[[ Supplied data open ]]

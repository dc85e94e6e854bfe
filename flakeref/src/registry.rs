//! Indirect reference resolution.
//!
//! An indirect locator (`nixpkgs`) names an entry in a flake registry
//! mapping names to concrete locators. Only lookup is modeled here; the
//! registry's update machinery belongs to the external tool. The shipped
//! [`Registry`] is an in-memory map loadable from a file in the Nix
//! user-registry JSON format:
//!
//! ```json
//! {
//!   "version": 2,
//!   "flakes": [
//!     {
//!       "from": { "type": "indirect", "id": "nixpkgs" },
//!       "to": { "type": "github", "owner": "NixOS", "repo": "nixpkgs" }
//!     }
//!   ]
//! }
//! ```

use std::collections::HashMap;
use std::fs;
use std::path::Path;

use serde::Deserialize;

use crate::error::{Error, Result};
use crate::locator::FlakeLocator;

/// The registry file version this module understands.
const SUPPORTED_VERSION: u32 = 2;

/// Resolves indirect references by registry name.
///
/// Implementors map a name such as `nixpkgs` to a concrete locator, or
/// fail with [`Error::UnknownRegistryEntry`].
pub trait Resolve {
    /// Look up a registry entry by name.
    ///
    /// # Errors
    ///
    /// Returns [`Error::UnknownRegistryEntry`] when no mapping exists.
    fn resolve(&self, name: &str) -> Result<FlakeLocator>;
}

/// An in-memory name → locator registry.
///
/// # Examples
///
/// ```
/// use flakeref::{FlakeLocator, Registry, Resolve};
///
/// let mut registry = Registry::new();
/// registry.insert("nixpkgs", "github:NixOS/nixpkgs".parse().unwrap());
///
/// let locator = registry.resolve("nixpkgs").unwrap();
/// assert_eq!(locator.to_string(), "github:NixOS/nixpkgs");
/// assert!(registry.resolve("missing").is_err());
/// ```
#[derive(Debug, Clone, Default)]
pub struct Registry {
    entries: HashMap<String, FlakeLocator>,
}

impl Registry {
    /// Creates an empty registry.
    #[must_use]
    pub fn new() -> Self {
        Self::default()
    }

    /// Insert or replace an entry.
    pub fn insert(&mut self, name: impl Into<String>, locator: FlakeLocator) {
        self.entries.insert(name.into(), locator);
    }

    /// Number of entries.
    #[must_use]
    pub fn len(&self) -> usize {
        self.entries.len()
    }

    /// Returns `true` if the registry has no entries.
    #[must_use]
    pub fn is_empty(&self) -> bool {
        self.entries.is_empty()
    }

    /// Iterate over (name, locator) pairs in unspecified order.
    pub fn entries(&self) -> impl Iterator<Item = (&str, &FlakeLocator)> {
        self.entries
            .iter()
            .map(|(name, locator)| (name.as_str(), locator))
    }

    /// Parse a registry from user-registry JSON.
    ///
    /// # Errors
    ///
    /// Returns an error if the JSON is invalid, the version is
    /// unsupported, or an entry cannot be converted to a locator.
    pub fn from_json(json: &str) -> Result<Self> {
        let file: RegistryFile = serde_json::from_str(json)?;

        if file.version != SUPPORTED_VERSION {
            return Err(Error::Validation {
                field: "version".to_string(),
                message: format!(
                    "unsupported registry version {} (expected {SUPPORTED_VERSION})",
                    file.version
                ),
            });
        }

        let mut registry = Self::new();
        for entry in file.flakes {
            let name = entry.from.indirect_id()?;
            let locator = entry.to.into_locator()?;
            registry.insert(name, locator);
        }
        Ok(registry)
    }

    /// Load a registry from a JSON file on disk.
    ///
    /// # Errors
    ///
    /// Returns an error if the file cannot be read or parsed.
    pub fn load(path: &Path) -> Result<Self> {
        let json = fs::read_to_string(path)?;
        let registry = Self::from_json(&json)?;
        log::debug!(
            "loaded {} registry entries from {}",
            registry.len(),
            path.display()
        );
        Ok(registry)
    }
}

impl Resolve for Registry {
    fn resolve(&self, name: &str) -> Result<FlakeLocator> {
        self.entries
            .get(name)
            .cloned()
            .ok_or_else(|| Error::UnknownRegistryEntry {
                name: name.to_string(),
            })
    }
}

/// Top-level structure of a user-registry file.
#[derive(Debug, Deserialize)]
struct RegistryFile {
    version: u32,
    #[serde(default)]
    flakes: Vec<RegistryEntry>,
}

#[derive(Debug, Deserialize)]
struct RegistryEntry {
    from: RefSpec,
    to: RefSpec,
}

/// One side of a registry mapping, in the wire format's tagged form.
#[derive(Debug, Deserialize)]
struct RefSpec {
    #[serde(rename = "type")]
    kind: String,
    id: Option<String>,
    owner: Option<String>,
    repo: Option<String>,
    #[serde(rename = "ref")]
    reference: Option<String>,
    path: Option<String>,
}

impl RefSpec {
    /// The `from` side must be an indirect reference with an id.
    fn indirect_id(self) -> Result<String> {
        if self.kind != "indirect" {
            return Err(Error::Validation {
                field: "from.type".to_string(),
                message: format!("expected 'indirect', found '{}'", self.kind),
            });
        }
        self.id.ok_or_else(|| Error::Validation {
            field: "from.id".to_string(),
            message: "missing flake id".to_string(),
        })
    }

    /// The `to` side becomes a concrete locator.
    fn into_locator(self) -> Result<FlakeLocator> {
        match self.kind.as_str() {
            "github" => {
                let owner = self.owner.ok_or_else(|| Error::Validation {
                    field: "to.owner".to_string(),
                    message: "missing repository owner".to_string(),
                })?;
                let repo = self.repo.ok_or_else(|| Error::Validation {
                    field: "to.repo".to_string(),
                    message: "missing repository name".to_string(),
                })?;
                Ok(FlakeLocator::GitHub {
                    owner,
                    repo,
                    reference: self.reference,
                })
            }
            "path" => {
                let path = self.path.ok_or_else(|| Error::Validation {
                    field: "to.path".to_string(),
                    message: "missing path".to_string(),
                })?;
                Ok(path.parse::<FlakeLocator>()?)
            }
            other => Err(Error::Validation {
                field: "to.type".to_string(),
                message: format!("unsupported registry target type '{other}'"),
            }),
        }
    }
}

[[ Supplied data closed ]]

### Goal of the exercise
Check each line above for the word "mapping" and copy the ones that have it.

### Response to the task
//! mapping names to concrete locators. Only lookup is modeled here; the
    /// Returns [`Error::UnknownRegistryEntry`] when no mapping exists.
/// One side of a registry mapping, in the wire format's tagged form.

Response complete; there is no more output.